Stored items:
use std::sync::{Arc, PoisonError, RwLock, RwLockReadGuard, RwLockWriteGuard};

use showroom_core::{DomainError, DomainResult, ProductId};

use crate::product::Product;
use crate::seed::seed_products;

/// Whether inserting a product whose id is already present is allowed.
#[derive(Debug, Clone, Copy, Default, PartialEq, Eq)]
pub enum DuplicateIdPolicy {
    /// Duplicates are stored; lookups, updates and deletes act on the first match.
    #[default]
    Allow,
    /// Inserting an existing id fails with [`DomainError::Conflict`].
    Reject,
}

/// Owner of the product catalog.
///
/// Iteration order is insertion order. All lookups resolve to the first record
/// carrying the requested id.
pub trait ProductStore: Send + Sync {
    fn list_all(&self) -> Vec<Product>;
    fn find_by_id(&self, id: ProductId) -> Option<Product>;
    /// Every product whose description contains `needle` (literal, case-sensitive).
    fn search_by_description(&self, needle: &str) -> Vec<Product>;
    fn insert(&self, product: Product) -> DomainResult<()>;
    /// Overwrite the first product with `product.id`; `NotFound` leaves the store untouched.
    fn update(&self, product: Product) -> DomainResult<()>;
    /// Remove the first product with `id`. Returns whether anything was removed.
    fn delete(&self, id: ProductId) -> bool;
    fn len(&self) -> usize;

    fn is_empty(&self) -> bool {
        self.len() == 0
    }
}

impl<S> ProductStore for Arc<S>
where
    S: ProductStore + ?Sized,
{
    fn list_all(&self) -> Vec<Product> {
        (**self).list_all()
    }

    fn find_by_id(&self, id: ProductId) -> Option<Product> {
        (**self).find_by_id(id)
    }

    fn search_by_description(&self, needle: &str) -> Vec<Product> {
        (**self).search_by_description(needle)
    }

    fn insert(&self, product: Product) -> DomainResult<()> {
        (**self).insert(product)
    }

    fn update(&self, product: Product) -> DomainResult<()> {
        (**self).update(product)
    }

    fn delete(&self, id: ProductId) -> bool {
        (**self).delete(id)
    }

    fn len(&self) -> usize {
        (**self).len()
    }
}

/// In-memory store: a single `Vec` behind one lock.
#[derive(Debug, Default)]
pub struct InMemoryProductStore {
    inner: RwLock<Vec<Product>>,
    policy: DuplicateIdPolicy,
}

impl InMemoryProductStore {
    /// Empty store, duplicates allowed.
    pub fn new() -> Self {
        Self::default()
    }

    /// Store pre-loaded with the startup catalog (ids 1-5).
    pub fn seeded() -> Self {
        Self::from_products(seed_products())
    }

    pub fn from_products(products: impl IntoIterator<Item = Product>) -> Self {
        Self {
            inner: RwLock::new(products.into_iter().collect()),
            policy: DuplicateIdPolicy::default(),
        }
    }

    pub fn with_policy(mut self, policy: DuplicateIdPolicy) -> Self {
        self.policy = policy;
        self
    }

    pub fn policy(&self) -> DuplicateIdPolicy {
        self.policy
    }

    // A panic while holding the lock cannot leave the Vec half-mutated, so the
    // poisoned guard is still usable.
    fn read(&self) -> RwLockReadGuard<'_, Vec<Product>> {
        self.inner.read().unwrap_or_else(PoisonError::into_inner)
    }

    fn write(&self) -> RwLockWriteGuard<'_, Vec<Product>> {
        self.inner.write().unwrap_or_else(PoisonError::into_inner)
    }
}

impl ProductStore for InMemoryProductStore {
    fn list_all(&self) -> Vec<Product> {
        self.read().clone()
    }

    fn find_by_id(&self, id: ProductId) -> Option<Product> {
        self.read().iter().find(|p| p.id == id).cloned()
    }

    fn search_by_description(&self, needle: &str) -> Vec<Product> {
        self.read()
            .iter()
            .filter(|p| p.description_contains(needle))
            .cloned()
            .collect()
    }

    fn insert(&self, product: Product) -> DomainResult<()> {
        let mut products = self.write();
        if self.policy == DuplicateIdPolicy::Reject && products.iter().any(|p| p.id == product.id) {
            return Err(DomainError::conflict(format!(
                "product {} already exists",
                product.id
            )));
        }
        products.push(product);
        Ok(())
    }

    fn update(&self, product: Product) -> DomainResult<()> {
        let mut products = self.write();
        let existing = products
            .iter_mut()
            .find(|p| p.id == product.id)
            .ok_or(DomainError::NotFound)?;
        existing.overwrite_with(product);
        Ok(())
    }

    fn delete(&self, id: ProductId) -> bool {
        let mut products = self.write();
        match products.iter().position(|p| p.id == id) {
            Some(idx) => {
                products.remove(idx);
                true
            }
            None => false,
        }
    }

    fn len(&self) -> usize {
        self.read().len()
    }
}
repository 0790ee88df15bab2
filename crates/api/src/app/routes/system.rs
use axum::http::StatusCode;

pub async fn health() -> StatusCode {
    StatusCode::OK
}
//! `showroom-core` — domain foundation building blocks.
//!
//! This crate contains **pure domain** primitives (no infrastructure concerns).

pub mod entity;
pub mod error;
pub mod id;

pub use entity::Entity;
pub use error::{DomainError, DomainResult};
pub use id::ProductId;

◆ DIRECTIONS FOR THIS TASK
Give back each record exactly, from the first line through the last.

◆ TASK RESPONSE
use std::sync::{Arc, PoisonError, RwLock, RwLockReadGuard, RwLockWriteGuard};

use showroom_core::{DomainError, DomainResult, ProductId};

use crate::product::Product;
use crate::seed::seed_products;

/// Whether inserting a product whose id is already present is allowed.
#[derive(Debug, Clone, Copy, Default, PartialEq, Eq)]
pub enum DuplicateIdPolicy {
    /// Duplicates are stored; lookups, updates and deletes act on the first match.
    #[default]
    Allow,
    /// Inserting an existing id fails with [`DomainError::Conflict`].
    Reject,
}

/// Owner of the product catalog.
///
/// Iteration order is insertion order. All lookups resolve to the first record
/// carrying the requested id.
pub trait ProductStore: Send + Sync {
    fn list_all(&self) -> Vec<Product>;
    fn find_by_id(&self, id: ProductId) -> Option<Product>;
    /// Every product whose description contains `needle` (literal, case-sensitive).
    fn search_by_description(&self, needle: &str) -> Vec<Product>;
    fn insert(&self, product: Product) -> DomainResult<()>;
    /// Overwrite the first product with `product.id`; `NotFound` leaves the store untouched.
    fn update(&self, product: Product) -> DomainResult<()>;
    /// Remove the first product with `id`. Returns whether anything was removed.
    fn delete(&self, id: ProductId) -> bool;
    fn len(&self) -> usize;

    fn is_empty(&self) -> bool {
        self.len() == 0
    }
}

impl<S> ProductStore for Arc<S>
where
    S: ProductStore + ?Sized,
{
    fn list_all(&self) -> Vec<Product> {
        (**self).list_all()
    }

    fn find_by_id(&self, id: ProductId) -> Option<Product> {
        (**self).find_by_id(id)
    }

    fn search_by_description(&self, needle: &str) -> Vec<Product> {
        (**self).search_by_description(needle)
    }

    fn insert(&self, product: Product) -> DomainResult<()> {
        (**self).insert(product)
    }

    fn update(&self, product: Product) -> DomainResult<()> {
        (**self).update(product)
    }

    fn delete(&self, id: ProductId) -> bool {
        (**self).delete(id)
    }

    fn len(&self) -> usize {
        (**self).len()
    }
}

/// In-memory store: a single `Vec` behind one lock.
#[derive(Debug, Default)]
pub struct InMemoryProductStore {
    inner: RwLock<Vec<Product>>,
    policy: DuplicateIdPolicy,
}

impl InMemoryProductStore {
    /// Empty store, duplicates allowed.
    pub fn new() -> Self {
        Self::default()
    }

    /// Store pre-loaded with the startup catalog (ids 1-5).
    pub fn seeded() -> Self {
        Self::from_products(seed_products())
    }

    pub fn from_products(products: impl IntoIterator<Item = Product>) -> Self {
        Self {
            inner: RwLock::new(products.into_iter().collect()),
            policy: DuplicateIdPolicy::default(),
        }
    }

    pub fn with_policy(mut self, policy: DuplicateIdPolicy) -> Self {
        self.policy = policy;
        self
    }

    pub fn policy(&self) -> DuplicateIdPolicy {
        self.policy
    }

    // A panic while holding the lock cannot leave the Vec half-mutated, so the
    // poisoned guard is still usable.
    fn read(&self) -> RwLockReadGuard<'_, Vec<Product>> {
        self.inner.read().unwrap_or_else(PoisonError::into_inner)
    }

    fn write(&self) -> RwLockWriteGuard<'_, Vec<Product>> {
        self.inner.write().unwrap_or_else(PoisonError::into_inner)
    }
}

impl ProductStore for InMemoryProductStore {
    fn list_all(&self) -> Vec<Product> {
        self.read().clone()
    }

    fn find_by_id(&self, id: ProductId) -> Option<Product> {
        self.read().iter().find(|p| p.id == id).cloned()
    }

    fn search_by_description(&self, needle: &str) -> Vec<Product> {
        self.read()
            .iter()
            .filter(|p| p.description_contains(needle))
            .cloned()
            .collect()
    }

    fn insert(&self, product: Product) -> DomainResult<()> {
        let mut products = self.write();
        if self.policy == DuplicateIdPolicy::Reject && products.iter().any(|p| p.id == product.id) {
            return Err(DomainError::conflict(format!(
                "product {} already exists",
                product.id
            )));
        }
        products.push(product);
        Ok(())
    }

    fn update(&self, product: Product) -> DomainResult<()> {
        let mut products = self.write();
        let existing = products
            .iter_mut()
            .find(|p| p.id == product.id)
            .ok_or(DomainError::NotFound)?;
        existing.overwrite_with(product);
        Ok(())
    }

    fn delete(&self, id: ProductId) -> bool {
        let mut products = self.write();
        match products.iter().position(|p| p.id == id) {
            Some(idx) => {
                products.remove(idx);
                true
            }
            None => false,
        }
    }

    fn len(&self) -> usize {
        self.read().len()
    }
}
repository 0790ee88df15bab2
filename crates/api/src/app/routes/system.rs
use axum::http::StatusCode;

pub async fn health() -> StatusCode {
    StatusCode::OK
}
//! `showroom-core` — domain foundation building blocks.
//!
//! This crate contains **pure domain** primitives (no infrastructure concerns).

pub mod entity;
pub mod error;
pub mod id;

pub use entity::Entity;
pub use error::{DomainError, DomainResult};
pub use id::ProductId;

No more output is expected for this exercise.